听到质疑,大夫紧张的说:“别瞎说,哪有这回事,你打听打听,我是这一带有名的大夫,附近人家谁有个头疼脑热的不都得来找我啊!你要这么说话下次你家母牛下崽可别来找我了”
看到大夫生气的样子,女人赶忙调转态度:“我不是这个意思,大夫你行行好,我就这么一个女儿,她就是我的命啊,她要是没了,我还怎么活啊!”
说着,女人站在原地抽泣起来。
大夫安慰道:“可别这么说,谁不知道你们萧府是这京城里是数一数二的门第,家大业大,萧大人在朝廷里又身居高位,正是年轻气盛的时候,在生一个又何妨,碰巧生个男孩还能继承萧家的财产,何乐而不为呢!”
此话一出,即便在脆弱的人也会愤怒。
“滚,滚出去,狗嘴里吐不出象牙来”
大夫白了女人一眼提着药箱就走了,临走前还扔下一句话。
“就这个脾气难怪在萧家不受宠,我要是萧大人,我也不理你”
看到大夫离去的背影,无助的女人再次来到女儿床边轻声呼唤。
“锦儿,锦儿!”
床上的萧锦娘睁开眼睛,从床上坐了起来。
“别喊了,刚才我全都听见了”
萧锦娘之所以醒了不愿意起来,是因为那个小姑娘刚刚来到这个身体上还有些不适应,一些记忆因为太过复杂还要消化一阵。
女人看见萧锦娘安然无恙,脸上也露出了难得的笑容。
“你这孩子真会吓唬人,真要是把为娘吓死了你就好受了,既然没事就起来吧,吃过了饭给你爹请个安”
萧锦娘脑中像是过电一样想起了什么,她坐在饭桌前抱着双臂否决道。
“我可不去,她对你那样就说明已经不爱你了,你怎么还想着他啊!”
萧母叹了口气坐在她对面。
“那是我和你爹的事,和你没有关系,再怎么样你和他是亲父女,血浓于水啊!”
萧锦娘犹豫了一下。
“娘你把那个大夫的药方给我看看”
萧母虽然不知道萧锦娘要干什么,但是既然她有要求萧母就一定照办。
“你说你这个孩子,脾气秉性怎么跟你爹一样,你是个女孩,要学着忍让,就算你二娘委屈你了,说两句就说两句有什么大不了的,也不会少层皮,你呢?顶了人家两句,人家给了你一个耳光,你就服毒自杀……”

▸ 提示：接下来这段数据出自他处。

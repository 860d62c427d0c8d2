//! Transport compression

mod decompressor;

pub use decompressor::{BufferOverflow, Decompressor, DEFAULT_MAX_BUFFERED, SYNC_FLUSH_MARKER};

#[cfg(test)]
pub(crate) use decompressor::tests::StreamCompressor;
//! Decoded dispatch events handed to the consumer

use chrono::{DateTime, Utc};
use serde::Serialize;
use serde_json::Value;

use crate::error::ProtocolError;
use crate::events::GatewayEventType;
use crate::protocol::{GatewayPayload, OpCode};

/// A named, sequenced server event
#[derive(Debug, Clone, PartialEq, Serialize)]
pub struct DispatchEvent {
    /// Event name from the `t` field
    pub name: String,
    /// Sequence number from the `s` field, if any
    pub sequence: Option<u64>,
    /// Opaque event body
    pub data: Value,
    /// When the client decoded the event
    pub received_at: DateTime<Utc>,
}

impl DispatchEvent {
    /// Build from a dispatch envelope. Events without a name are labelled `UNKNOWN`.
    pub fn from_payload(payload: GatewayPayload) -> Result<Self, ProtocolError> {
        if payload.op != OpCode::Dispatch {
            return Err(ProtocolError::UnexpectedOpCode {
                expected: OpCode::Dispatch,
                actual: payload.op,
            });
        }

        Ok(Self {
            name: payload.t.unwrap_or_else(|| "UNKNOWN".to_string()),
            sequence: payload.s,
            data: payload.d,
            received_at: Utc::now(),
        })
    }

    /// The well-known kind of this event, if it has one
    #[must_use]
    pub fn kind(&self) -> Option<GatewayEventType> {
        GatewayEventType::from_name(&self.name)
    }

    /// Whether this is the session-establishing READY event
    #[must_use]
    pub fn is_ready(&self) -> bool {
        self.kind() == Some(GatewayEventType::Ready)
    }
}

#[cfg(test)]
mod tests {
    use super::*;
    use serde_json::json;

    #[test]
    fn test_from_dispatch_payload() {
        let payload = GatewayPayload::dispatch("MESSAGE_CREATE", 5, json!({"content": "hi"}));
        let event = DispatchEvent::from_payload(payload).unwrap();

        assert_eq!(event.name, "MESSAGE_CREATE");
        assert_eq!(event.sequence, Some(5));
        assert_eq!(event.data["content"], "hi");
        assert_eq!(event.kind(), Some(GatewayEventType::MessageCreate));
        assert!(!event.is_ready());
    }

    #[test]
    fn test_unknown_names_pass_through() {
        let payload = GatewayPayload::dispatch("SOMETHING_NEW", 9, json!({}));
        let event = DispatchEvent::from_payload(payload).unwrap();
        assert_eq!(event.name, "SOMETHING_NEW");
        assert_eq!(event.kind(), None);
    }

    #[test]
    fn test_rejects_non_dispatch() {
        let result = DispatchEvent::from_payload(GatewayPayload::heartbeat_ack());
        assert!(matches!(
            result,
            Err(ProtocolError::UnexpectedOpCode { actual: OpCode::HeartbeatAck, .. })
        ));
    }
}
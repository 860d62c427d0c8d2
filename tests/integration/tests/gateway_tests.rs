//! Gateway client end-to-end tests
//!
//! A fake gateway on localhost speaks the protocol over a real WebSocket.
//!
//! Run with: cargo test -p integration-tests --test gateway_tests

use std::time::Duration;

use gateway_client::{ClientEvent, ConnectionState, GatewayClient, WsConnector};
use gateway_core::{CloseCode, GatewayPayload, Intents, OpCode};
use integration_tests::*;
use tokio::sync::mpsc;

const HEARTBEAT_INTERVAL_MS: u64 = 45_000;

/// Start a client and walk it through identify and READY
async fn establish(
    gateway: &mut FakeGateway,
    session_id: &str,
) -> (GatewayClient, mpsc::Receiver<ClientEvent>, GatewayPeer) {
    let (client, mut events) =
        GatewayClient::spawn(test_options(&gateway.url).unwrap(), WsConnector::new());
    client.start(test_credential()).await.unwrap();

    let mut peer = gateway.accept().await.unwrap();
    peer.hello(HEARTBEAT_INTERVAL_MS).await.unwrap();
    let identify = peer.expect(OpCode::Identify).await.unwrap();
    let identify = identify.as_identify().unwrap();
    assert_eq!(identify.token, TEST_TOKEN);
    assert_eq!(identify.intents, Intents::DEFAULT.bits());
    assert!(!identify.compress);

    peer.send(&ready(session_id, &gateway.url, 1)).await.unwrap();
    assert_eq!(next_event(&mut events).await.unwrap(), ClientEvent::Connected);
    assert_eq!(
        next_event(&mut events).await.unwrap(),
        ClientEvent::Ready {
            session_id: session_id.to_string()
        }
    );

    (client, events, peer)
}

// ============================================================================
// Identify, dispatch and resume
// ============================================================================

#[tokio::test]
async fn test_identify_dispatch_and_resume() {
    let mut gateway = FakeGateway::start().await.unwrap();
    let session_id = format!("sess-{}", unique_suffix());
    let (client, mut events, mut peer) = establish(&mut gateway, &session_id).await;

    assert!(peer.is_compressed());
    assert!(peer.request_uri.contains("v=10"));
    assert!(peer.request_uri.contains("encoding=json"));

    // Only the last of three frames carries the flush marker
    peer.send_split(&message_create(5, "hello"), 3).await.unwrap();

    let mut dispatches = Vec::new();
    while dispatches.len() < 2 {
        if let ClientEvent::Dispatch(event) = next_event(&mut events).await.unwrap() {
            dispatches.push(event);
        }
    }
    assert_eq!(dispatches[0].name, "READY");
    assert_eq!(dispatches[1].name, "MESSAGE_CREATE");
    assert_eq!(dispatches[1].sequence, Some(5));
    assert_eq!(dispatches[1].data["content"], "hello");

    // Abrupt drop, no close frame
    drop(peer);
    assert_eq!(
        next_lifecycle(&mut events).await.unwrap(),
        ClientEvent::Disconnected {
            code: None,
            resumable: true
        }
    );
    assert!(matches!(
        next_lifecycle(&mut events).await.unwrap(),
        ClientEvent::Reconnecting { attempt: 1, .. }
    ));

    let mut peer = gateway.accept().await.unwrap();
    assert!(peer.is_compressed());
    peer.hello(HEARTBEAT_INTERVAL_MS).await.unwrap();
    let resume = peer.expect(OpCode::Resume).await.unwrap();
    let resume = resume.as_resume().unwrap();
    assert_eq!(resume.token, TEST_TOKEN);
    assert_eq!(resume.session_id, session_id);
    assert_eq!(resume.seq, Some(5));

    peer.send(&GatewayPayload::dispatch("RESUMED", 6, serde_json::json!({})))
        .await
        .unwrap();
    assert_eq!(next_lifecycle(&mut events).await.unwrap(), ClientEvent::Connected);
    assert_eq!(next_lifecycle(&mut events).await.unwrap(), ClientEvent::Resumed);

    let mut status = client.subscribe();
    let sequence = status
        .wait_for(|s| s.state == ConnectionState::Established)
        .await
        .unwrap()
        .sequence;
    assert_eq!(sequence, Some(6));

    client.close(CloseCode::NORMAL).await.unwrap();
    assert_eq!(peer.expect_close().await.unwrap(), Some(CloseCode::NORMAL));
    assert_eq!(next_lifecycle(&mut events).await.unwrap(), ClientEvent::Closed);

    // Explicit close is terminal
    assert!(!gateway.connects_within(Duration::from_millis(500)).await);
    client.shutdown().await;
}

// ============================================================================
// Session invalidation
// ============================================================================

#[tokio::test]
async fn test_invalid_session_forces_identify() {
    let mut gateway = FakeGateway::start().await.unwrap();
    let session_id = format!("sess-{}", unique_suffix());
    let (client, mut events, mut peer) = establish(&mut gateway, &session_id).await;

    peer.send(&message_create(2, "before")).await.unwrap();
    peer.send(&GatewayPayload::invalid_session(false))
        .await
        .unwrap();

    assert_eq!(
        next_lifecycle(&mut events).await.unwrap(),
        ClientEvent::SessionInvalidated
    );
    assert_eq!(peer.expect_close().await.unwrap(), Some(CloseCode::RESUMABLE));

    let mut peer = gateway.accept().await.unwrap();
    peer.hello(HEARTBEAT_INTERVAL_MS).await.unwrap();
    peer.expect(OpCode::Identify).await.unwrap();

    client.shutdown().await;
}

#[tokio::test]
async fn test_reconnect_request_resumes() {
    let mut gateway = FakeGateway::start().await.unwrap();
    let session_id = format!("sess-{}", unique_suffix());
    let (client, _events, mut peer) = establish(&mut gateway, &session_id).await;

    peer.send(&GatewayPayload::reconnect()).await.unwrap();
    assert_eq!(peer.expect_close().await.unwrap(), Some(CloseCode::RESUMABLE));

    let mut peer = gateway.accept().await.unwrap();
    peer.hello(HEARTBEAT_INTERVAL_MS).await.unwrap();
    let resume = peer.expect(OpCode::Resume).await.unwrap();
    assert_eq!(resume.as_resume().unwrap().session_id, session_id);

    client.shutdown().await;
}

// ============================================================================
// Close codes
// ============================================================================

#[tokio::test]
async fn test_authentication_failure_is_fatal() {
    let mut gateway = FakeGateway::start().await.unwrap();
    let session_id = format!("sess-{}", unique_suffix());
    let (client, mut events, mut peer) = establish(&mut gateway, &session_id).await;

    peer.close(4004).await.unwrap();
    assert_eq!(
        next_lifecycle(&mut events).await.unwrap(),
        ClientEvent::Disconnected {
            code: Some(4004),
            resumable: false
        }
    );
    assert!(matches!(
        next_lifecycle(&mut events).await.unwrap(),
        ClientEvent::Error(_)
    ));

    assert!(!gateway.connects_within(Duration::from_millis(500)).await);
    assert_eq!(client.status().state, ConnectionState::Disconnected);
    client.shutdown().await;
}

#[tokio::test]
async fn test_session_timeout_reidentifies() {
    let mut gateway = FakeGateway::start().await.unwrap();
    let session_id = format!("sess-{}", unique_suffix());
    let (client, mut events, mut peer) = establish(&mut gateway, &session_id).await;

    peer.close(4009).await.unwrap();
    assert!(matches!(
        next_lifecycle(&mut events).await.unwrap(),
        ClientEvent::Disconnected {
            code: Some(4009),
            resumable: false
        }
    ));
    assert_eq!(
        next_lifecycle(&mut events).await.unwrap(),
        ClientEvent::SessionInvalidated
    );

    let mut peer = gateway.accept().await.unwrap();
    peer.hello(HEARTBEAT_INTERVAL_MS).await.unwrap();
    peer.expect(OpCode::Identify).await.unwrap();

    client.shutdown().await;
}

// ============================================================================
// Heartbeat
// ============================================================================

#[tokio::test]
async fn test_heartbeat_is_acknowledged() {
    let mut gateway = FakeGateway::start().await.unwrap();
    let (client, mut events) =
        GatewayClient::spawn(test_options(&gateway.url).unwrap(), WsConnector::new());
    client.start(test_credential()).await.unwrap();

    let mut peer = gateway.accept().await.unwrap();
    peer.hello(100).await.unwrap();
    peer.expect(OpCode::Identify).await.unwrap();
    peer.send(&ready("sess-hb", &gateway.url, 1)).await.unwrap();

    // The first beat may race READY; later ones carry its sequence
    let mut last = None;
    for _ in 0..3 {
        let beat = peer.expect(OpCode::Heartbeat).await.unwrap();
        peer.send(&GatewayPayload::heartbeat_ack()).await.unwrap();
        last = Some(beat.d);
    }
    assert_eq!(last, Some(serde_json::json!(1)));

    let mut status = client.subscribe();
    let latency = status.wait_for(|s| s.latency.is_some()).await.unwrap().latency;
    assert!(latency.is_some());

    // Still the first connection
    assert!(matches!(
        next_lifecycle(&mut events).await.unwrap(),
        ClientEvent::Connected
    ));
    assert!(matches!(
        next_lifecycle(&mut events).await.unwrap(),
        ClientEvent::Ready { .. }
    ));
    client.shutdown().await;
}
//! Close codes sent by the gateway
//!
//! Every application code in the 4000 range is listed once in a single table
//! together with its name, a human readable reason and what it does to the
//! session. Lookups go through the table so the three never drift apart.

use serde::{Deserialize, Serialize};

/// What a close does to the client's session
#[derive(Debug, Clone, Copy, PartialEq, Eq, Hash, Serialize, Deserialize)]
#[serde(rename_all = "snake_case")]
pub enum CloseDisposition {
    /// Session survives, next connection resumes it
    Resume,
    /// Session is gone, next connection identifies from scratch
    Reidentify,
    /// Session is gone and no reconnect is attempted
    Fatal,
}

impl CloseDisposition {
    #[must_use]
    pub const fn keeps_session(self) -> bool {
        matches!(self, Self::Resume)
    }

    #[must_use]
    pub const fn should_reconnect(self) -> bool {
        !matches!(self, Self::Fatal)
    }
}

/// Application close code received from the gateway
#[derive(Debug, Clone, Copy, PartialEq, Eq, Hash, Serialize, Deserialize)]
#[repr(u16)]
pub enum CloseCode {
    UnknownError = 4000,
    UnknownOpcode = 4001,
    DecodeError = 4002,
    NotAuthenticated = 4003,
    AuthenticationFailed = 4004,
    AlreadyAuthenticated = 4005,
    InvalidSequence = 4007,
    RateLimited = 4008,
    SessionTimeout = 4009,
    InvalidShard = 4010,
    ShardingRequired = 4011,
    InvalidApiVersion = 4012,
    InvalidIntents = 4013,
    DisallowedIntents = 4014,
}

/// One row of the close code table
#[derive(Clone, Copy)]
struct Entry {
    code: CloseCode,
    name: &'static str,
    reason: &'static str,
    disposition: CloseDisposition,
}

const fn entry(
    code: CloseCode,
    name: &'static str,
    reason: &'static str,
    disposition: CloseDisposition,
) -> Entry {
    Entry {
        code,
        name,
        reason,
        disposition,
    }
}

impl CloseCode {
    /// Normal closure; the gateway drops the session
    pub const NORMAL: u16 = 1000;

    /// Going away; the gateway drops the session
    pub const GOING_AWAY: u16 = 1001;

    /// Sent by the client when it closes a connection it intends to resume
    pub const RESUMABLE: u16 = Self::UnknownError.as_u16();

    const TABLE: [Entry; 14] = {
        use CloseDisposition::{Fatal, Reidentify, Resume};
        [
            entry(Self::UnknownError, "UnknownError", "Unknown error occurred", Resume),
            entry(Self::UnknownOpcode, "UnknownOpcode", "Invalid opcode sent", Resume),
            entry(Self::DecodeError, "DecodeError", "Invalid payload encoding", Resume),
            entry(Self::NotAuthenticated, "NotAuthenticated", "Payload sent before identify", Resume),
            entry(Self::AuthenticationFailed, "AuthenticationFailed", "Authentication failed", Fatal),
            entry(Self::AlreadyAuthenticated, "AlreadyAuthenticated", "Identify sent twice", Resume),
            entry(Self::InvalidSequence, "InvalidSequence", "Invalid sequence number on resume", Reidentify),
            entry(Self::RateLimited, "RateLimited", "Sending too fast", Resume),
            entry(Self::SessionTimeout, "SessionTimeout", "Session timed out", Reidentify),
            entry(Self::InvalidShard, "InvalidShard", "Invalid shard", Fatal),
            entry(Self::ShardingRequired, "ShardingRequired", "Sharding required", Fatal),
            entry(Self::InvalidApiVersion, "InvalidApiVersion", "Invalid API version", Fatal),
            entry(Self::InvalidIntents, "InvalidIntents", "Invalid intents", Fatal),
            entry(Self::DisallowedIntents, "DisallowedIntents", "Intents not permitted", Fatal),
        ]
    };

    const fn entry(self) -> Entry {
        let mut i = 0;
        while i < Self::TABLE.len() {
            if Self::TABLE[i].code as u16 == self as u16 {
                return Self::TABLE[i];
            }
            i += 1;
        }
        // Every variant has a row; the table test guards this
        Self::TABLE[0]
    }

    #[must_use]
    pub fn from_u16(value: u16) -> Option<Self> {
        Self::TABLE
            .iter()
            .map(|e| e.code)
            .find(|code| code.as_u16() == value)
    }

    #[must_use]
    pub const fn as_u16(self) -> u16 {
        self as u16
    }

    #[must_use]
    pub const fn disposition(self) -> CloseDisposition {
        self.entry().disposition
    }

    /// Disposition of any raw close code
    ///
    /// Codes missing from the table, transport level closes included, keep
    /// the session.
    #[must_use]
    pub fn classify(code: u16) -> CloseDisposition {
        Self::from_u16(code).map_or(CloseDisposition::Resume, Self::disposition)
    }

    #[must_use]
    pub const fn should_reconnect(self) -> bool {
        self.disposition().should_reconnect()
    }

    #[must_use]
    pub const fn description(self) -> &'static str {
        self.entry().reason
    }

    #[must_use]
    pub const fn name(self) -> &'static str {
        self.entry().name
    }
}

impl std::fmt::Display for CloseCode {
    fn fmt(&self, f: &mut std::fmt::Formatter<'_>) -> std::fmt::Result {
        write!(f, "{}/{} ({})", self.as_u16(), self.name(), self.description())
    }
}

impl From<CloseCode> for u16 {
    fn from(code: CloseCode) -> Self {
        code.as_u16()
    }
}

萧母一边叨叨一边将大夫开的药方递给萧锦娘,萧锦娘一边看一边道。
“委屈你的人比你还知道你有多委屈,咱们娘俩从小到大活的已经很不容易了,干什么要承受那些不该承受的”
萧母凑到萧锦娘面前小声道。
“话是这么说,但是为娘老了还能活几年,你呢,嫁出去就不算萧家的人了,眼不见为净,你忍一忍又怎么了”
萧锦娘忽然想起了自己在现代的生活,就是自己太过于依赖男朋友了,才导致男朋友对自己新鲜感全无出轨别人,幸亏老天给了她再活一次的机会,这一次,她要将命运牢牢的掌握在自己手里。
看着手里的药方,萧锦娘眉头一皱,严肃的道。
“要是对方不想让你忍,想法设法的把你置于死地该怎么办?”
萧母眉头紧锁,一时回答不上来。
萧锦娘将药方放在萧母面前。
“上面这些草药虽说都是最寻常不过的,但是也要非治什么,要是治个跌打损伤什么的很有奇效,但是如果治身体里的毒素那么可就事倍功半了,它会在身体里产生新的毒素,我也会在不知不觉中死于非命,这个大夫用心何其毒也,我与她远日无怨近日无仇,一定是仇家派来害我的!”
萧母紧锁的眉头始终没有舒展,她始终盯着面前的女儿上下打量,总觉得她哪里有些不一样了,自己又说不上来,要不然自己亲生女儿的说的话她这个当娘的怎么一句也听不懂。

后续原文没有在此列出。